1) Briefly describe your current love life (married, dating, single...) Well, right now I'm single. I have a great relationship with my dog though and practicing setting boundaries with him and sticking to rules has taught me a lot about relationships. I think i'll have a really good backbone in my next one.
2) Do you have a "type" of guy/girl you're attracted to? What is it? I love hippie boys who are into jam bands. It's my type! Guys with any color eyes as long as they sparkle and catch my attention, dark hair and at a length that I can run my fingers through. I like guys who tend to have a bit of a feminine side and aren't afraid to show their emotions in front of me. I like a guy who has a musical/artistic side. It doesn't matter if they sing, play guitar, piano- as long as they can appreciate it when i sing or play guitar. But if they play better than me- that's really sexy! I like guys who can dance! rhythem is essential!
3) Do you normally end up dating your "type"? Well since the word "dating" was used. No. come to think of it I've only ever had one really awesome boyfriend who I consider to have been closest to my "type". I've had lost of crushes that were "my type".
4) Do you have any "tests" that you put someone you're dating through? For example, a certain movie you make them watch or restaurant you take them to? I don't really put guys through tests. I bring up certain conversations with everyone I've ever dated to see where their views are. The guy can't be homophobic whatsoever or else they'd never fit into my family longterm. I make the guys I date listen to all of my ani difranco and if they can handle her- they're good to go.
5) Is there anyone you're attracted to right now? Can we get some more information? ;-) I have two guys right now. Mr blue eyes and the boy from pennsylvania. Mr blue eyes is currently taken but he mesmorizes me. he has an awesome taste in music- very eclectic and he can hold his ground in conversation and not be a total clam. It's sexy. He seems very much in love until I see the deep stares he gives me Monday through Friday. He's "my type".
The boy from pennsylvania seems like an abercrombie model. He's not "my type" though. But a few weekends ago, I was infatuated by the way we connected over some Dave matthews. and it wasn't like a "hook-up" connection... it was more of the way we were on the same wavelength in conversation and we just clicked. It was cool. I think I'm just one of the "guys" in that crowd though.

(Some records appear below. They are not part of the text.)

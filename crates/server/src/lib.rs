//! Phone Intake Server
//!
//! Accepts carrier media-stream websockets, runs one dialogue session per
//! call, and exposes health and Prometheus endpoints.

pub mod call_control;
pub mod http;
pub mod media_stream;
pub mod metrics;
pub mod registry;
pub mod state;

pub use call_control::{HttpCallControl, LoggingCallControl};
pub use http::create_router;
pub use media_stream::{CarrierEvent, WsEgress};
pub use metrics::init_metrics;
pub use registry::CallRegistry;
pub use state::AppState;

use thiserror::Error;

/// Server errors
#[derive(Error, Debug)]
pub enum ServerError {
    #[error("WebSocket error: {0}")]
    WebSocket(String),

    #[error("Protocol error: {0}")]
    Protocol(String),

    #[error("Call capacity reached ({0} active)")]
    CapacityExceeded(usize),

    #[error("Call control error: {0}")]
    CallControl(String),

    #[error("Metrics error: {0}")]
    Metrics(String),

    #[error("Internal error: {0}")]
    Internal(String),
}

impl From<ServerError> for axum::http::StatusCode {
    fn from(err: ServerError) -> Self {
        match err {
            ServerError::WebSocket(_) => axum::http::StatusCode::BAD_REQUEST,
            ServerError::Protocol(_) => axum::http::StatusCode::BAD_REQUEST,
            ServerError::CapacityExceeded(_) => axum::http::StatusCode::SERVICE_UNAVAILABLE,
            ServerError::CallControl(_) => axum::http::StatusCode::BAD_GATEWAY,
            ServerError::Metrics(_) => axum::http::StatusCode::INTERNAL_SERVER_ERROR,
            ServerError::Internal(_) => axum::http::StatusCode::INTERNAL_SERVER_ERROR,
        }
    }
}

impl From<ServerError> for voice_intake_core::Error {
    fn from(err: ServerError) -> Self {
        voice_intake_core::Error::Telephony(err.to_string())
    }
}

Tonight I chatted with a guy I met at a bar earlier this week.. but I had met him on several other occasions through the rockstar. he's a phishead, a year younger than me and pretty cool. He's an artist, a college graduate, a musician and a phishhead. Did I metnion he likes phish? and moe.? and jambands? and he'll probably show up to guster tomorrow. I think he's really interesting- but not a pursuit. perhaps his mind will pleasantly blow me away. I would love for that to happen.

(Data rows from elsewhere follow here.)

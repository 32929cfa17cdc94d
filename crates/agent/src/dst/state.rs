use voice_intake_core::{DialogueSnapshot, IssueCategory, SlotKind, UrgencyWindow};
use voice_intake_text_processing::SlotValue;

use super::{Phase, Step};

/// Per-call dialogue state
///
/// Filled slots are immutable until [`DialogueState::begin_correction`]
/// clears them; `correcting_field` then names the only slot that may be
/// refilled.
#[derive(Debug, Clone, Default)]
pub struct DialogueState {
    pub(crate) issue_text: Option<String>,
    pub(crate) issue_category: Option<IssueCategory>,
    pub(crate) car_make_model: Option<String>,
    pub(crate) car_year: Option<u16>,
    pub(crate) name: Option<String>,
    pub(crate) zip: Option<String>,
    pub(crate) phone: Option<String>,
    pub(crate) urgency_window: Option<UrgencyWindow>,
    pub(crate) drivable: Option<bool>,

    pub(crate) phase: Phase,
    pub(crate) asked_followup: bool,
    pub(crate) correcting_field: Option<SlotKind>,
    pub(crate) confirmed: bool,
    record_emitted: bool,
}

impl DialogueState {
    pub fn new() -> Self {
        Self::default()
    }

    pub fn issue_text(&self) -> Option<&str> {
        self.issue_text.as_deref()
    }

    pub fn issue_category(&self) -> Option<IssueCategory> {
        self.issue_category
    }

    pub fn car_make_model(&self) -> Option<&str> {
        self.car_make_model.as_deref()
    }

    pub fn car_year(&self) -> Option<u16> {
        self.car_year
    }

    pub fn name(&self) -> Option<&str> {
        self.name.as_deref()
    }

    pub fn zip(&self) -> Option<&str> {
        self.zip.as_deref()
    }

    pub fn phone(&self) -> Option<&str> {
        self.phone.as_deref()
    }

    pub fn urgency_window(&self) -> Option<UrgencyWindow> {
        self.urgency_window
    }

    pub fn drivable(&self) -> Option<bool> {
        self.drivable
    }

    pub fn phase(&self) -> Phase {
        self.phase
    }

    pub fn current_step(&self) -> Step {
        self.phase.current_step()
    }

    pub fn asked_followup(&self) -> bool {
        self.asked_followup
    }

    pub fn awaiting_confirmation(&self) -> bool {
        matches!(self.phase, Phase::AwaitingConfirmation { .. })
    }

    pub fn awaiting_correction_choice(&self) -> bool {
        matches!(self.phase, Phase::AwaitingCorrectionChoice)
    }

    pub fn correcting_field(&self) -> Option<SlotKind> {
        self.correcting_field
    }

    pub fn confirmed(&self) -> bool {
        self.confirmed
    }

    pub fn record_emitted(&self) -> bool {
        self.record_emitted
    }

    pub fn is_filled(&self, slot: SlotKind) -> bool {
        match slot {
            SlotKind::Issue => self.issue_text.is_some(),
            SlotKind::Car => self.car_make_model.is_some(),
            SlotKind::Name => self.name.is_some(),
            SlotKind::Zip => self.zip.is_some(),
            SlotKind::Phone => self.phone.is_some(),
            SlotKind::Urgency => self.urgency_window.is_some(),
            SlotKind::Drivable => self.drivable.is_some(),
        }
    }

    /// First unfilled slot in collection order
    pub fn next_missing(&self) -> Option<SlotKind> {
        SlotKind::ORDER.into_iter().find(|slot| !self.is_filled(*slot))
    }

    pub fn all_filled(&self) -> bool {
        self.next_missing().is_none()
    }

    /// Store an extracted value.
    ///
    /// Returns false and leaves the state untouched when the slot is already
    /// filled, or when a correction is in progress for a different slot.
    pub fn fill(&mut self, value: SlotValue) -> bool {
        let kind = value.kind();
        if self.is_filled(kind) {
            return false;
        }
        if let Some(correcting) = self.correcting_field {
            if correcting != kind {
                return false;
            }
        }

        match value {
            SlotValue::Issue { text, category } => {
                self.issue_text = Some(text);
                self.issue_category = Some(category);
            }
            SlotValue::Car { make_model, year } => {
                self.car_make_model = Some(make_model);
                self.car_year = year;
            }
            SlotValue::Name(name) => self.name = Some(name),
            SlotValue::Zip(zip) => self.zip = Some(zip),
            SlotValue::Phone(phone) => self.phone = Some(phone),
            SlotValue::Urgency(window) => self.urgency_window = Some(window),
            SlotValue::Drivable(drivable) => self.drivable = Some(drivable),
        }

        if self.correcting_field == Some(kind) {
            self.correcting_field = None;
        }
        true
    }

    /// Append the caller's follow-up elaboration to the issue text
    pub fn append_issue_detail(&mut self, detail: &str) {
        let detail = detail.trim();
        if detail.is_empty() {
            return;
        }
        match self.issue_text.as_mut() {
            Some(text) => {
                text.push_str(". ");
                text.push_str(detail);
            }
            None => self.issue_text = Some(detail.to_string()),
        }
    }

    /// Clear `slot` and make it the only refillable slot
    pub fn begin_correction(&mut self, slot: SlotKind) {
        match slot {
            SlotKind::Issue => {
                self.issue_text = None;
                self.issue_category = None;
            }
            SlotKind::Car => {
                self.car_make_model = None;
                self.car_year = None;
            }
            SlotKind::Name => self.name = None,
            SlotKind::Zip => self.zip = None,
            SlotKind::Phone => self.phone = None,
            SlotKind::Urgency => self.urgency_window = None,
            SlotKind::Drivable => self.drivable = None,
        }
        self.correcting_field = Some(slot);
        self.phase = Phase::Collecting {
            step: Step::for_slot(slot),
        };
    }

    /// Claim the single record emission. True exactly once per state.
    pub fn claim_record_emission(&mut self) -> bool {
        if self.record_emitted {
            return false;
        }
        self.record_emitted = true;
        true
    }

    pub fn snapshot(&self) -> DialogueSnapshot {
        DialogueSnapshot {
            issue_text: self.issue_text.clone(),
            issue_category: self.issue_category,
            car_make_model: self.car_make_model.clone(),
            car_year: self.car_year.map(|y| y.to_string()),
            name: self.name.clone(),
            zip: self.zip.clone(),
            phone: self.phone.clone(),
            urgency_window: self.urgency_window,
            drivable: self.drivable,
        }
    }
}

6) Have you ever had a "friend with benefits?" What is your take on this situation? heh heh. Yes twice. The first time around was inspired by a bad episode of Dawson's Creek. It was a waste of my time, energy and emotions. Round two was a bit different but the feelings I had during round 1 are present. It's not enjoyable because there's no attachment. Maybe if it was a person i loved- even if just a really close friend it would be different because there would be a chance of something else happening at a different point in time. for right now- I'm better off with my batteries. ;) (Duracell should make a commercial about porn stars. ;) )
7) Have you ever been in a long distance relationship? Have you found this to be difficult for any particular reason? Let's see.. for a while I felt like "when wasn't I in a long distance relationship?" First there was Sessa. He lived in Troy, NY while I lived in Williamsport, PA. It was wonderful and at other times a total curse! The best grades I ever got during a semester in college was the fall of my sophomore year when he and I dated. I made sure all of my work was done during the week so we could hang out on the weekends. It made our time together very special and valued. But those times when you're feeling down and want to sleep next to the other or you just want a hug... he wasn't always there and that was part of the distance. That part sucked!
I sorta 'dated' icky writer. the distance with that was perfect for him since he was cheating on me. for me- i thought it was more- so the distance sucked.
One of the most beautiful relationships ever was my yellowstone hippie boy. he lived in yellowstone for the entire summer after we met and he didn't keep in contact. It made me dreamy to have the distance but my heart was broken in the fall when he returned.
I was living in NY and dating my former beaverton boyfriend. I moved here for me, but also because I thought there was a chance for somethign more. I took the chance and it didn't work out.
8) What are some reasons you have ended a relationship? I think I've ended all of them. I needed space from my first boyfriend. He needed space to get some assistance and I couldn't be there for him when he needed me most. It pained me to know that yet at the same time I thought I was doing what was best.
With Dave, I didn't see him going anywhere with his life. I wanted more. Plus I was hooked on a probably the biggest crush of my life and I didn't think it was fair to be dating himj when my heart/mind were completely elsewhere.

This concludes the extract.